Photography by Jennifer Silverberg
The carnival pony spooked, rearing up. Clutching the reins tighter, 4-year-old Cheryl Asa thought, Wow! This is the greatest thing in the world! Flooded with delight, she barely heard her mother screaming.
She found animals far more interesting than people.
She also found sexual reproduction interesting. “I was raised to be very uptight,” she’d say later. “In the ’50s? My God. Sex was clearly something really important, yet nobody wanted to talk about it.” By the ’70s, though—“the height of the hippie era”—love was free and discussion was frank. Finally she could explore whatever she was curious about, from the ovulatory cycle of the rhesus monkey to the embryology of the African clawed toad.

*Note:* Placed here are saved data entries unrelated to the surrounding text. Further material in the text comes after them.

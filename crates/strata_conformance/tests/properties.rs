//! Properties of the value model and the scheduler that every run relies on.

use strata_common::{BitVector, Value};
use strata_conformance::{bits, spawn_bench};
use strata_sim::{ProcessContext, Simulator, Suspend};

#[test]
fn integers_survive_a_trip_through_vectors() {
    for width in [1u32, 7, 16, 63, 100] {
        let max = (1i128 << width) - 1;
        for v in [0, 1, max / 2, max] {
            assert_eq!(BitVector::from_int(v, width).unwrap().to_int(), Some(v));
        }
        let min = -(1i128 << (width - 1));
        for v in [min, -1, 0] {
            let bv = BitVector::from_signed(v, width).unwrap();
            assert_eq!(bv.to_int(), Some(v), "signed {v} in {width} bits");
        }
    }
}

#[test]
fn concatenation_is_associative() {
    let a = BitVector::from_int(0b101, 3).unwrap();
    let b = BitVector::from_int(0b01, 2).unwrap();
    let c = BitVector::from_int(0b1110, 4).unwrap();

    let left = BitVector::concat(&[BitVector::concat(&[a.clone(), b.clone()]).unwrap(), c.clone()])
        .unwrap();
    let right = BitVector::concat(&[a.clone(), BitVector::concat(&[b.clone(), c.clone()]).unwrap()])
        .unwrap();
    let flat = BitVector::concat(&[a, b, c]).unwrap();

    assert_eq!(left.to_int(), right.to_int());
    assert_eq!(flat.to_int(), Some(0b101_01_1110));
    assert_eq!(flat.width(), 9);
}

#[test]
fn writes_are_invisible_until_the_delta_commits() {
    let mut sim = Simulator::new();
    let s = sim.signal("s", bits(1, 4).unwrap()).unwrap();

    spawn_bench(&mut sim, "writer", move |cx, step| {
        match step {
            0 => {
                cx.write(&s, 9)?;
                assert_eq!(cx.read_int(&s)?, 1);
                Ok(Suspend::change([s]))
            }
            _ => {
                assert_eq!(cx.read_int(&s)?, 9);
                Ok(Suspend::Done)
            }
        }
    });

    sim.run().unwrap();
    assert_eq!(sim.value(s).unwrap(), &bits(9, 4).unwrap());
}

#[test]
fn edge_waiters_see_the_new_value_at_the_same_tick() {
    let mut sim = Simulator::new();
    let clk = sim.signal("clk", false).unwrap();
    let seen = sim.signal("seen", bits(0, 8).unwrap()).unwrap();

    spawn_bench(&mut sim, "watch", move |cx, step| {
        if step == 0 {
            return Ok(Suspend::rising(clk));
        }
        assert_eq!(cx.read(&clk)?, Value::Bool(true));
        cx.write(&seen, cx.now() as i128)?;
        Ok(Suspend::Done)
    });
    spawn_bench(&mut sim, "drive", move |cx, step| {
        if step == 0 {
            return Ok(Suspend::delay(5));
        }
        cx.write(&clk, true)?;
        Ok(Suspend::Done)
    });

    let result = sim.run().unwrap();
    assert_eq!(sim.value(seen).unwrap(), &bits(5, 8).unwrap());
    assert_eq!(result.final_time.ticks, 5);
}

#[test]
fn combinational_chains_settle_within_one_tick() {
    let mut sim = Simulator::new();
    let stages: Vec<_> = (0..6)
        .map(|i| sim.signal(format!("s{i}"), bits(0, 8).unwrap()).unwrap())
        .collect();
    for (i, pair) in stages.windows(2).enumerate() {
        let (from, to) = (pair[0], pair[1]);
        sim.always_comb(
            format!("inc{i}"),
            [from],
            move |cx: &mut ProcessContext<'_>| {
                let v = cx.read_int(&from)? + 1;
                cx.write(&to, v)
            },
        );
    }

    let head = stages[0];
    let tail = stages[stages.len() - 1];
    spawn_bench(&mut sim, "poke", move |cx, step| {
        match step {
            0 => {
                cx.write(&head, 10)?;
                Ok(Suspend::delay(1))
            }
            _ => {
                assert_eq!(cx.read_int(&tail)?, 15);
                Ok(Suspend::Done)
            }
        }
    });

    let result = sim.run().unwrap();
    assert_eq!(result.final_time.ticks, 1);
}

#[test]
fn project_config_drives_the_waveform() {
    let dir = tempfile::tempdir().unwrap();
    let vcd = dir.path().join("run.vcd");
    std::fs::write(
        dir.path().join(strata_config::CONFIG_FILE_NAME),
        format!(
            "[simulation]\ntime_limit = 100\n\n[waveform]\nenabled = true\npath = {:?}\nscope = \"bench\"\ntimescale = \"10ns\"\n",
            vcd.display().to_string()
        ),
    )
    .unwrap();
    let run = strata_config::load_config(dir.path()).unwrap();
    let config = strata_sim::SimConfig::from(&run);

    let mut sim = Simulator::new();
    let count = sim.signal("count", bits(0, 4).unwrap()).unwrap();
    spawn_bench(&mut sim, "counter", move |cx, step| {
        cx.write(&count, step as i128 % 16)?;
        Ok(Suspend::delay(10))
    });

    let result = strata_sim::simulate(&mut sim, &config).unwrap();
    assert_eq!(result.final_time.ticks, 100);
    drop(sim);

    let dump = std::fs::read_to_string(&vcd).unwrap();
    assert!(dump.contains("$timescale 10ns $end"));
    assert!(dump.contains("$scope module bench $end"));
    assert!(dump.contains("#30\nb0011 !"));
}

She earned a doctorate in endocrinology and reproductive physiology while living with a woodsy wildlife biologist on a rented farm. When they went canoeing, she discovered the only creature on earth that she loathed: the leech. “Get it off of me!” she shrieked, all girly, this woman who’d go on to crush baby cockroaches with her thumb in Manhattan and discover a rattlesnake inches from her face in the Nevada desert.
Her dissertation was on the reproductive behavior of horses, but she was also developing a deep respect for carnivores, especially canids (foxes, wolves, dogs). They were—had to be—cleverer than their prey. So she did postdoctoral work at the University of Minnesota with L. David Mech, who studied wolves in the wild.